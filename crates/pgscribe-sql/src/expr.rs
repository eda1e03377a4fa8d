//! SQL expressions.

use crate::{ColumnName, TableName};

/// A SQL expression.
#[derive(Debug, Clone, PartialEq)]
pub enum Expr {
    /// A column reference
    Column(ColumnRef),
    /// A string literal
    String(String),
    /// An integer literal
    Int(i64),
    /// A floating point literal
    Float(f64),
    /// A boolean literal
    Bool(bool),
    /// NULL
    Null,
    /// DEFAULT keyword
    Default,
    /// Binary operation (e.g., a = b, a AND b, a @> b)
    BinOp {
        left: Box<Expr>,
        op: BinOp,
        right: Box<Expr>,
    },
    /// IS NULL / IS NOT NULL / IS TRUE / IS FALSE
    Is { expr: Box<Expr>, test: IsTest },
    /// expr IN (a, b, c)
    InList { expr: Box<Expr>, items: Vec<Expr> },
    /// ARRAY[a, b]::type[], or an untyped array literal
    Array {
        items: Vec<Expr>,
        element_type: Option<String>,
    },
    /// expr::type
    Cast { expr: Box<Expr>, ty: String },
    /// Row constructor: (a, b)
    Row(Vec<Expr>),
    /// EXCLUDED.column inside ON CONFLICT DO UPDATE
    Excluded(ColumnName),
    /// Function call
    FnCall { name: String, args: Vec<Expr> },
    /// COUNT(*)
    CountStar,
    /// Parenthesized expression
    Group(Box<Expr>),
    /// Raw SQL (escape hatch)
    Raw(String),
}

/// A column reference, optionally qualified with table/alias.
#[derive(Debug, Clone, PartialEq)]
pub struct ColumnRef {
    pub table: Option<TableName>,
    pub column: ColumnName,
}

impl ColumnRef {
    pub fn new(column: ColumnName) -> Self {
        Self {
            table: None,
            column,
        }
    }

    pub fn qualified(table: TableName, column: ColumnName) -> Self {
        Self {
            table: Some(table),
            column,
        }
    }
}

/// Binary operators.
#[derive(Debug, Clone, Copy, PartialEq, Eq)]
pub enum BinOp {
    Eq,
    Ne,
    Lt,
    Le,
    Gt,
    Ge,
    Like,
    ILike,
    /// `@>`
    Contains,
    /// `<@`
    ContainedBy,
    /// `&&`
    Overlaps,
    /// `<<`
    StrictlyLeft,
    /// `>>`
    StrictlyRight,
    /// `&<`
    NotExtendRight,
    /// `&>`
    NotExtendLeft,
    /// `-|-`
    Adjacent,
    And,
    Or,
}

impl BinOp {
    pub fn as_str(self) -> &'static str {
        match self {
            BinOp::Eq => "=",
            BinOp::Ne => "<>",
            BinOp::Lt => "<",
            BinOp::Le => "<=",
            BinOp::Gt => ">",
            BinOp::Ge => ">=",
            BinOp::Like => "LIKE",
            BinOp::ILike => "ILIKE",
            BinOp::Contains => "@>",
            BinOp::ContainedBy => "<@",
            BinOp::Overlaps => "&&",
            BinOp::StrictlyLeft => "<<",
            BinOp::StrictlyRight => ">>",
            BinOp::NotExtendRight => "&<",
            BinOp::NotExtendLeft => "&>",
            BinOp::Adjacent => "-|-",
            BinOp::And => "AND",
            BinOp::Or => "OR",
        }
    }
}

/// The right-hand side of an `IS` test.
#[derive(Debug, Clone, Copy, PartialEq, Eq)]
pub enum IsTest {
    Null,
    NotNull,
    True,
    False,
}

impl IsTest {
    pub fn as_str(self) -> &'static str {
        match self {
            IsTest::Null => "IS NULL",
            IsTest::NotNull => "IS NOT NULL",
            IsTest::True => "IS TRUE",
            IsTest::False => "IS FALSE",
        }
    }
}

// Convenience constructors
impl Expr {
    pub fn column(name: ColumnName) -> Self {
        Expr::Column(ColumnRef::new(name))
    }

    pub fn qualified_column(table: TableName, column: ColumnName) -> Self {
        Expr::Column(ColumnRef::qualified(table, column))
    }

    pub fn string(s: impl Into<String>) -> Self {
        Expr::String(s.into())
    }

    pub fn int(n: i64) -> Self {
        Expr::Int(n)
    }

    pub fn bool(b: bool) -> Self {
        Expr::Bool(b)
    }

    /// Create a binary expression: self <op> other
    pub fn binop(self, op: BinOp, other: Expr) -> Self {
        Expr::BinOp {
            left: Box::new(self),
            op,
            right: Box::new(other),
        }
    }

    /// Create an equality expression: self = other
    pub fn eq(self, other: Expr) -> Self {
        self.binop(BinOp::Eq, other)
    }

    /// Create an AND expression: self AND other
    pub fn and(self, other: Expr) -> Self {
        self.binop(BinOp::And, other)
    }

    /// Create an OR expression, parenthesized so it composes under AND.
    pub fn or(self, other: Expr) -> Self {
        Expr::Group(Box::new(self.binop(BinOp::Or, other)))
    }

    /// Create IS NULL expression
    pub fn is_null(self) -> Self {
        self.is(IsTest::Null)
    }

    /// Create IS NOT NULL expression
    pub fn is_not_null(self) -> Self {
        self.is(IsTest::NotNull)
    }

    pub fn is(self, test: IsTest) -> Self {
        Expr::Is {
            expr: Box::new(self),
            test,
        }
    }

    /// Create IN (...) expression
    pub fn in_list(self, items: Vec<Expr>) -> Self {
        Expr::InList {
            expr: Box::new(self),
            items,
        }
    }

    /// Create a cast: self::ty
    pub fn cast(self, ty: impl Into<String>) -> Self {
        Expr::Cast {
            expr: Box::new(self),
            ty: ty.into(),
        }
    }

    /// AND together a list of conditions. Returns `None` for an empty list.
    pub fn all(conditions: impl IntoIterator<Item = Expr>) -> Option<Self> {
        conditions.into_iter().reduce(Expr::and)
    }
}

» What needs to be done: Word for word, transcribe each record.

» Reply:
filename crates/pgscribe-sql/src/expr.rs
repository eda1e03377a4fa8d
//! SQL expressions.

use crate::{ColumnName, TableName};

/// A SQL expression.
#[derive(Debug, Clone, PartialEq)]
pub enum Expr {
    /// A column reference
    Column(ColumnRef),
    /// A string literal
    String(String),
    /// An integer literal
    Int(i64),
    /// A floating point literal
    Float(f64),
    /// A boolean literal
    Bool(bool),
    /// NULL
    Null,
    /// DEFAULT keyword
    Default,
    /// Binary operation (e.g., a = b, a AND b, a @> b)
    BinOp {
        left: Box<Expr>,
        op: BinOp,
        right: Box<Expr>,
    },
    /// IS NULL / IS NOT NULL / IS TRUE / IS FALSE
    Is { expr: Box<Expr>, test: IsTest },
    /// expr IN (a, b, c)
    InList { expr: Box<Expr>, items: Vec<Expr> },
    /// ARRAY[a, b]::type[], or an untyped array literal
    Array {
        items: Vec<Expr>,
        element_type: Option<String>,
    },
    /// expr::type
    Cast { expr: Box<Expr>, ty: String },
    /// Row constructor: (a, b)
    Row(Vec<Expr>),
    /// EXCLUDED.column inside ON CONFLICT DO UPDATE
    Excluded(ColumnName),
    /// Function call
    FnCall { name: String, args: Vec<Expr> },
    /// COUNT(*)
    CountStar,
    /// Parenthesized expression
    Group(Box<Expr>),
    /// Raw SQL (escape hatch)
    Raw(String),
}

/// A column reference, optionally qualified with table/alias.
#[derive(Debug, Clone, PartialEq)]
pub struct ColumnRef {
    pub table: Option<TableName>,
    pub column: ColumnName,
}

impl ColumnRef {
    pub fn new(column: ColumnName) -> Self {
        Self {
            table: None,
            column,
        }
    }

    pub fn qualified(table: TableName, column: ColumnName) -> Self {
        Self {
            table: Some(table),
            column,
        }
    }
}

/// Binary operators.
#[derive(Debug, Clone, Copy, PartialEq, Eq)]
pub enum BinOp {
    Eq,
    Ne,
    Lt,
    Le,
    Gt,
    Ge,
    Like,
    ILike,
    /// `@>`
    Contains,
    /// `<@`
    ContainedBy,
    /// `&&`
    Overlaps,
    /// `<<`
    StrictlyLeft,
    /// `>>`
    StrictlyRight,
    /// `&<`
    NotExtendRight,
    /// `&>`
    NotExtendLeft,
    /// `-|-`
    Adjacent,
    And,
    Or,
}

impl BinOp {
    pub fn as_str(self) -> &'static str {
        match self {
            BinOp::Eq => "=",
            BinOp::Ne => "<>",
            BinOp::Lt => "<",
            BinOp::Le => "<=",
            BinOp::Gt => ">",
            BinOp::Ge => ">=",
            BinOp::Like => "LIKE",
            BinOp::ILike => "ILIKE",
            BinOp::Contains => "@>",
            BinOp::ContainedBy => "<@",
            BinOp::Overlaps => "&&",
            BinOp::StrictlyLeft => "<<",
            BinOp::StrictlyRight => ">>",
            BinOp::NotExtendRight => "&<",
            BinOp::NotExtendLeft => "&>",
            BinOp::Adjacent => "-|-",
            BinOp::And => "AND",
            BinOp::Or => "OR",
        }
    }
}

/// The right-hand side of an `IS` test.
#[derive(Debug, Clone, Copy, PartialEq, Eq)]
pub enum IsTest {
    Null,
    NotNull,
    True,
    False,
}

impl IsTest {
    pub fn as_str(self) -> &'static str {
        match self {
            IsTest::Null => "IS NULL",
            IsTest::NotNull => "IS NOT NULL",
            IsTest::True => "IS TRUE",
            IsTest::False => "IS FALSE",
        }
    }
}

// Convenience constructors
impl Expr {
    pub fn column(name: ColumnName) -> Self {
        Expr::Column(ColumnRef::new(name))
    }

    pub fn qualified_column(table: TableName, column: ColumnName) -> Self {
        Expr::Column(ColumnRef::qualified(table, column))
    }

    pub fn string(s: impl Into<String>) -> Self {
        Expr::String(s.into())
    }

    pub fn int(n: i64) -> Self {
        Expr::Int(n)
    }

    pub fn bool(b: bool) -> Self {
        Expr::Bool(b)
    }

    /// Create a binary expression: self <op> other
    pub fn binop(self, op: BinOp, other: Expr) -> Self {
        Expr::BinOp {
            left: Box::new(self),
            op,
            right: Box::new(other),
        }
    }

    /// Create an equality expression: self = other
    pub fn eq(self, other: Expr) -> Self {
        self.binop(BinOp::Eq, other)
    }

    /// Create an AND expression: self AND other
    pub fn and(self, other: Expr) -> Self {
        self.binop(BinOp::And, other)
    }

    /// Create an OR expression, parenthesized so it composes under AND.
    pub fn or(self, other: Expr) -> Self {
        Expr::Group(Box::new(self.binop(BinOp::Or, other)))
    }

    /// Create IS NULL expression
    pub fn is_null(self) -> Self {
        self.is(IsTest::Null)
    }

    /// Create IS NOT NULL expression
    pub fn is_not_null(self) -> Self {
        self.is(IsTest::NotNull)
    }

    pub fn is(self, test: IsTest) -> Self {
        Expr::Is {
            expr: Box::new(self),
            test,
        }
    }

    /// Create IN (...) expression
    pub fn in_list(self, items: Vec<Expr>) -> Self {
        Expr::InList {
            expr: Box::new(self),
            items,
        }
    }

    /// Create a cast: self::ty
    pub fn cast(self, ty: impl Into<String>) -> Self {
        Expr::Cast {
            expr: Box::new(self),
            ty: ty.into(),
        }
    }

    /// AND together a list of conditions. Returns `None` for an empty list.
    pub fn all(conditions: impl IntoIterator<Item = Expr>) -> Option<Self> {
        conditions.into_iter().reduce(Expr::and)
    }
}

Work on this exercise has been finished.